Rather, the prosecution failed to prove the occupiers intended to engage in a conspiracy to stop federal employees from performing their jobs through intimidation, threats or force.

“It should be known that all 12 jurors felt that this verdict was a statement regarding the various failures of the prosecution to prove ‘conspiracy’ in the count itself — and not any form of affirmation of the defense’s various beliefs, actions or aspirations,” said the juror.

Debate over the verdict raged Friday on social media, with some critics blaming racism because all defendants and jurors were white. The Oregonian reported that the state’s adult population eligible for jury duty is 84 percent white.

“[W]atch whiteness work,” said Black Lives Matter leader DeRay Mckesson on Twitter.

Elsewhere, the verdict was seen as a victory for rural Americans in their decades-old struggle against what they describe as unreasonable restrictions on public lands.

“We won the battle, but not the war. We want freedom,” said the Bundy Ranch in a Facebook post.

Randal O’Toole, a Cato Institute senior fellow who followed the trial from Oregon, said the conspiracy charge was problematic from the beginning.

“I think the key to the Oregon trial was that they charged them with conspiracy and the jury just didn’t buy it,” said Mr. O’Toole. “

He said prosecutors would have been better off sticking to the basics.
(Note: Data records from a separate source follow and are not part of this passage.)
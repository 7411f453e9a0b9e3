//! Splitting a diagram selection into detection jobs.
//!
//! Chunks are plain order-preserving slices of the selection; their
//! boundaries carry no meaning. Each chunk gets a submission key (SHA-256 of
//! the sorted file ids, the entities and the match options) so that a chunk
//! whose job is still running is resumed instead of submitted twice.

use sha2::{Digest, Sha256};

use crate::api::DiagramApi;
use crate::error::PipelineError;
use crate::models::{DetectRequest, FileId, JobItem, ParsingJob};

pub const DEFAULT_CHUNK_SIZE: usize = 50;

/// Options forwarded verbatim to every detection job of a run.
#[derive(Debug, Clone, PartialEq)]
pub struct DetectOptions {
    pub search_field: String,
    pub min_tokens: u32,
    pub partial_match: bool,
}

pub struct JobBatcher {
    chunk_size: usize,
}

impl JobBatcher {
    pub fn new(chunk_size: usize) -> Self {
        Self {
            chunk_size: chunk_size.max(1),
        }
    }

    pub fn chunk_size(&self) -> usize {
        self.chunk_size
    }

    /// Order-preserving chunks of at most `chunk_size` ids. Empty input yields
    /// no chunks.
    pub fn plan(&self, diagram_ids: &[FileId]) -> Vec<Vec<FileId>> {
        diagram_ids
            .chunks(self.chunk_size)
            .map(<[FileId]>::to_vec)
            .collect()
    }

    pub fn request_for(
        &self,
        chunk: &[FileId],
        entities: &[serde_json::Value],
        options: &DetectOptions,
    ) -> DetectRequest {
        DetectRequest {
            items: chunk.iter().map(|&file_id| JobItem { file_id }).collect(),
            entities: entities.to_vec(),
            search_field: options.search_field.clone(),
            min_tokens: options.min_tokens,
            partial_match: options.partial_match,
        }
    }
}

/// Fingerprint of a detection request; insensitive to item and entity order.
pub fn submission_key(request: &DetectRequest) -> String {
    let mut ids: Vec<FileId> = request.items.iter().map(|i| i.file_id).collect();
    ids.sort_unstable();
    ids.dedup();

    let mut entities: Vec<String> = request.entities.iter().map(|e| e.to_string()).collect();
    entities.sort_unstable();

    let mut hasher = Sha256::new();
    for id in &ids {
        hasher.update(id.to_le_bytes());
    }
    hasher.update([0u8]);
    for e in &entities {
        hasher.update(e.as_bytes());
        hasher.update([0u8]);
    }
    hasher.update(request.search_field.as_bytes());
    hasher.update(request.min_tokens.to_le_bytes());
    hasher.update([request.partial_match as u8]);
    hex::encode(hasher.finalize())
}

/// A non-terminal job that already covers exactly this submission.
pub fn find_resumable<'a>(jobs: &'a [ParsingJob], key: &str) -> Option<&'a ParsingJob> {
    jobs.iter()
        .find(|j| !j.is_terminal() && j.submission_key == key)
}

#[derive(Debug)]
pub enum Submission {
    Created(ParsingJob),
    Resumed(u64),
}

impl Submission {
    pub fn job_id(&self) -> u64 {
        match self {
            Submission::Created(job) => job.job_id,
            Submission::Resumed(id) => *id,
        }
    }
}

/// Submit one chunk unless a live job already covers it.
pub async fn submit_chunk(
    api: &dyn DiagramApi,
    existing: &[ParsingJob],
    chunk: usize,
    request: &DetectRequest,
) -> Result<Submission, PipelineError> {
    let key = submission_key(request);
    if let Some(job) = find_resumable(existing, &key) {
        tracing::info!(chunk, job_id = job.job_id, "resuming running detection job");
        return Ok(Submission::Resumed(job.job_id));
    }

    let created = api
        .submit_detection(request)
        .await
        .map_err(|source| PipelineError::Submission { chunk, source })?;
    let file_ids: Vec<FileId> = request.items.iter().map(|i| i.file_id).collect();
    tracing::info!(chunk, job_id = created.job_id, files = file_ids.len(), "detection job submitted");
    Ok(Submission::Created(ParsingJob::new(
        created.job_id,
        created.status,
        &file_ids,
        key,
    )))
}

#[cfg(test)]
mod tests {
    use super::*;
    use crate::memory::InMemoryApi;
    use crate::models::JobPhase;

    fn options() -> DetectOptions {
        DetectOptions {
            search_field: "name".into(),
            min_tokens: 2,
            partial_match: false,
        }
    }

    #[test]
    fn chunk_count_is_ceiling_and_order_is_kept() {
        let batcher = JobBatcher::new(DEFAULT_CHUNK_SIZE);
        for n in [0usize, 1, 49, 50, 51, 100, 120, 237] {
            let ids: Vec<FileId> = (0..n as u64).map(|i| 1000 + i * 3).collect();
            let chunks = batcher.plan(&ids);
            assert_eq!(chunks.len(), n.div_ceil(DEFAULT_CHUNK_SIZE));
            assert!(chunks.iter().all(|c| !c.is_empty() && c.len() <= DEFAULT_CHUNK_SIZE));
            let flat: Vec<FileId> = chunks.concat();
            assert_eq!(flat, ids);
        }
    }

    #[test]
    fn hundred_twenty_gives_fifty_fifty_twenty() {
        let ids: Vec<FileId> = (1..=120).collect();
        let sizes: Vec<usize> = JobBatcher::new(50).plan(&ids).iter().map(Vec::len).collect();
        assert_eq!(sizes, vec![50, 50, 20]);
    }

    #[test]
    fn key_ignores_order_but_not_content() {
        let b = JobBatcher::new(50);
        let ents = vec![serde_json::json!({"id": 1}), serde_json::json!({"id": 2})];
        let rev: Vec<_> = ents.iter().rev().cloned().collect();
        let a = submission_key(&b.request_for(&[1, 2, 3], &ents, &options()));
        let same = submission_key(&b.request_for(&[3, 1, 2], &rev, &options()));
        let other = submission_key(&b.request_for(&[1, 2, 4], &ents, &options()));
        let mut opts = options();
        opts.partial_match = true;
        let other_opts = submission_key(&b.request_for(&[1, 2, 3], &ents, &opts));
        assert_eq!(a, same);
        assert_ne!(a, other);
        assert_ne!(a, other_opts);
    }

    #[tokio::test]
    async fn running_job_is_resumed_not_resubmitted() {
        let api = InMemoryApi::new();
        let b = JobBatcher::new(50);
        let req = b.request_for(&[1, 2], &[], &options());

        let first = submit_chunk(&api, &[], 0, &req).await.unwrap();
        let Submission::Created(job) = first else {
            panic!("expected a new job")
        };
        let jobs = vec![job];
        let second = submit_chunk(&api, &jobs, 0, &req).await.unwrap();
        assert!(matches!(second, Submission::Resumed(id) if id == jobs[0].job_id));
        assert_eq!(api.submission_count(), 1);
    }

    #[tokio::test]
    async fn terminal_job_allows_a_fresh_submission() {
        let api = InMemoryApi::new();
        let b = JobBatcher::new(50);
        let req = b.request_for(&[1, 2], &[], &options());
        let Submission::Created(mut job) = submit_chunk(&api, &[], 0, &req).await.unwrap() else {
            panic!("expected a new job")
        };
        job.phase = JobPhase::Completed;
        let again = submit_chunk(&api, &[job], 0, &req).await.unwrap();
        assert!(matches!(again, Submission::Created(_)));
        assert_eq!(api.submission_count(), 2);
    }

    #[tokio::test]
    async fn refused_submission_names_the_chunk() {
        let api = InMemoryApi::new();
        api.fail_submissions(1);
        let req = JobBatcher::new(50).request_for(&[9], &[], &options());
        let err = submit_chunk(&api, &[], 4, &req).await.unwrap_err();
        assert!(matches!(err, PipelineError::Submission { chunk: 4, .. }));
    }
}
“Maybe we should just give up that kind of a charge and go after what’s really wrong here,” he said. “It wasn’t charging people with preventing federal employees from getting their work done, it was charging people with a conspiracy to prevent federal employees from getting their work done.”

The occupation began Jan. 2 after several dozen armed demonstrators took over the refuge headquarters, which was vacant at the time, as part of a protest against federal land-management policy.
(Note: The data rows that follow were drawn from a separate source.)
//! Error types for the contextualization pipeline.
//!
//! [`ApiError`] covers the transport to the external service. [`PipelineError`]
//! is the taxonomy surfaced by the orchestration layers: errors scoped to one
//! chunk or one file are collected into job state rather than propagated, and
//! only command-level failures reach the caller.

use thiserror::Error;

use crate::models::FileId;

/// Failure talking to the external detection / annotation / file service.
#[derive(Debug, Error)]
pub enum ApiError {
    /// Network-level failure (connect, timeout, TLS).
    #[error("transport error: {0}")]
    Transport(String),

    /// The service answered with a non-success status.
    #[error("service returned {status}: {body}")]
    Status { status: u16, body: String },

    /// The response body did not have the expected shape.
    #[error("unexpected response: {0}")]
    Decode(String),

    #[error("not found: {0}")]
    NotFound(String),
}

impl ApiError {
    /// Rate limits, server errors and network failures are worth retrying.
    pub fn is_transient(&self) -> bool {
        match self {
            ApiError::Transport(_) => true,
            ApiError::Status { status, .. } => *status == 429 || *status >= 500,
            ApiError::Decode(_) | ApiError::NotFound(_) => false,
        }
    }
}

impl From<reqwest::Error> for ApiError {
    fn from(e: reqwest::Error) -> Self {
        if e.is_decode() {
            ApiError::Decode(e.to_string())
        } else {
            ApiError::Transport(e.to_string())
        }
    }
}

/// Errors raised by the job, reconciliation and review layers.
#[derive(Debug, Error)]
pub enum PipelineError {
    /// Creating a detection job failed; only that chunk is aborted.
    #[error("failed to submit chunk {chunk}: {source}")]
    Submission {
        chunk: usize,
        #[source]
        source: ApiError,
    },

    /// A poll request failed; retried with backoff until the timeout.
    #[error("poll of job {job_id} failed: {source}")]
    PollTransport {
        job_id: u64,
        #[source]
        source: ApiError,
    },

    /// The poll loop gave up waiting. The job is presumed stuck, not lost.
    #[error("job {job_id} still running after {waited_secs}s; check back later")]
    PollTimeout { job_id: u64, waited_secs: u64 },

    /// The detection service reported the job as failed.
    #[error("job {job_id} failed: {message}")]
    JobFailed { job_id: u64, message: String },

    /// Reconciling one file's results failed; siblings are unaffected.
    #[error("reconciliation of file {file_id} failed: {source}")]
    FileReconciliation {
        file_id: FileId,
        #[source]
        source: ApiError,
    },

    /// A bulk review command finished with at least one failed file.
    #[error("{command} failed for {failed} of {total} file(s): {message}")]
    ReviewCommand {
        command: &'static str,
        failed: usize,
        total: usize,
        message: String,
    },

    /// Creating or tracking an export job for one file failed.
    #[error("export of file {file_id} failed: {source}")]
    Export {
        file_id: FileId,
        #[source]
        source: ApiError,
    },

    /// Destructive command invoked without user confirmation.
    #[error("{0} requires explicit confirmation")]
    NotConfirmed(&'static str),

    #[error("operation cancelled")]
    Cancelled,
}

impl PipelineError {
    /// Recoverable errors leave state intact and can be resumed later.
    pub fn is_recoverable(&self) -> bool {
        matches!(
            self,
            PipelineError::PollTransport { .. }
                | PipelineError::PollTimeout { .. }
                | PipelineError::Cancelled
        )
    }
}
The Bundy brothers still face trial on conspiracy charges stemming from the 2014 standoff with the Bureau of Land Management at the Bundy ranch near Bunkerville, Nevada.
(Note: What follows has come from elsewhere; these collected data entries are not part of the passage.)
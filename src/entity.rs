//! Conversion of candidate resources into detection entities.
//!
//! The detection service matches text in a diagram against one string per
//! entity. Which attribute supplies that string is configurable per resource
//! type: a top-level attribute (`name`, `externalId`, `description`) or a
//! metadata key written as `metadata.<key>`. Missing values become `""`.

use crate::models::{Entity, Resource, ResourceType};

/// Where an entity's match value is read from.
#[derive(Debug, Clone, PartialEq, Eq)]
pub enum MatchField {
    Name,
    ExternalId,
    Description,
    Metadata(String),
}

impl MatchField {
    pub fn parse(field: &str) -> Self {
        if let Some(key) = field.strip_prefix("metadata.") {
            return MatchField::Metadata(key.to_string());
        }
        match field {
            "externalId" | "external_id" => MatchField::ExternalId,
            "description" => MatchField::Description,
            _ => MatchField::Name,
        }
    }

    fn read(&self, resource: &Resource) -> String {
        match self {
            MatchField::Name => resource.name.clone(),
            MatchField::ExternalId => resource.external_id.clone().unwrap_or_default(),
            MatchField::Description => resource.description.clone().unwrap_or_default(),
            MatchField::Metadata(key) => resource.metadata.get(key).cloned().unwrap_or_default(),
        }
    }
}

fn map_resources(resources: &[Resource], kind: ResourceType, field: &MatchField) -> Vec<Entity> {
    resources
        .iter()
        .filter(|r| r.resource_type == kind)
        .map(|r| Entity {
            resource_type: kind,
            id: r.id,
            external_id: r.external_id.clone(),
            match_value: field.read(r),
        })
        .collect()
}

pub fn map_assets_to_entities(resources: &[Resource], field: &str) -> Vec<Entity> {
    map_resources(resources, ResourceType::Asset, &MatchField::parse(field))
}

pub fn map_files_to_entities(resources: &[Resource], field: &str) -> Vec<Entity> {
    map_resources(resources, ResourceType::File, &MatchField::parse(field))
}

/// Map a mixed resource selection, assets first, with per-type match fields.
pub fn map_entities(resources: &[Resource], asset_field: &str, file_field: &str) -> Vec<Entity> {
    let mut entities = map_assets_to_entities(resources, asset_field);
    entities.extend(map_files_to_entities(resources, file_field));
    entities
}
Lewis and Clark Law School professor Tung Yin said prosecutors may end up reconsidering their strategy in Nevada in light of the Oregon verdict.

“If I were the U.S. Attorney in Nevada, I would be somewhat concerned about this verdict,” Mr. Yin told KGW-TV in Portland.

One consideration for prosecutors may have been that a federal conspiracy verdict carries a more severe sentence than a trespassing or vandalism conviction.

“If they charged them with vandalism or something like that, they would have been able to get a conviction, although they might not have been able to put them in prison for as long as they would with a conspiracy charge,” Mr. O’Toole said.

Despite Thursday’s verdict, federal prosecutors are still batting over .500 with the Malheur protesters. Eleven occupiers pleaded guilty previously to charges stemming from the occupation, while another seven are scheduled to go on trial in January.

“While we had hoped for a different outcome, we respect the verdict of the jury and thank them for their dedicated service during this long and difficult trial. We strongly believe that this case needed to be brought before a court, publicly tried and decided by a jury,” said U.S. Attorney for Oregon Billy J. Williams in a statement.

Juror 4 said all 12 jurors agreed that “impeding existed, even if as an effect of the occupation.”

“But we were not asked to judge on bullets and hurt feelings, rather to decide if any agreement was made with an illegal object in mind,” said the juror, whose name has not been released but who was identified in the Oregonian as a Marylhurst University student.

“It seemed this basic, high standard of proof was lost upon the prosecution throughout,” the juror said.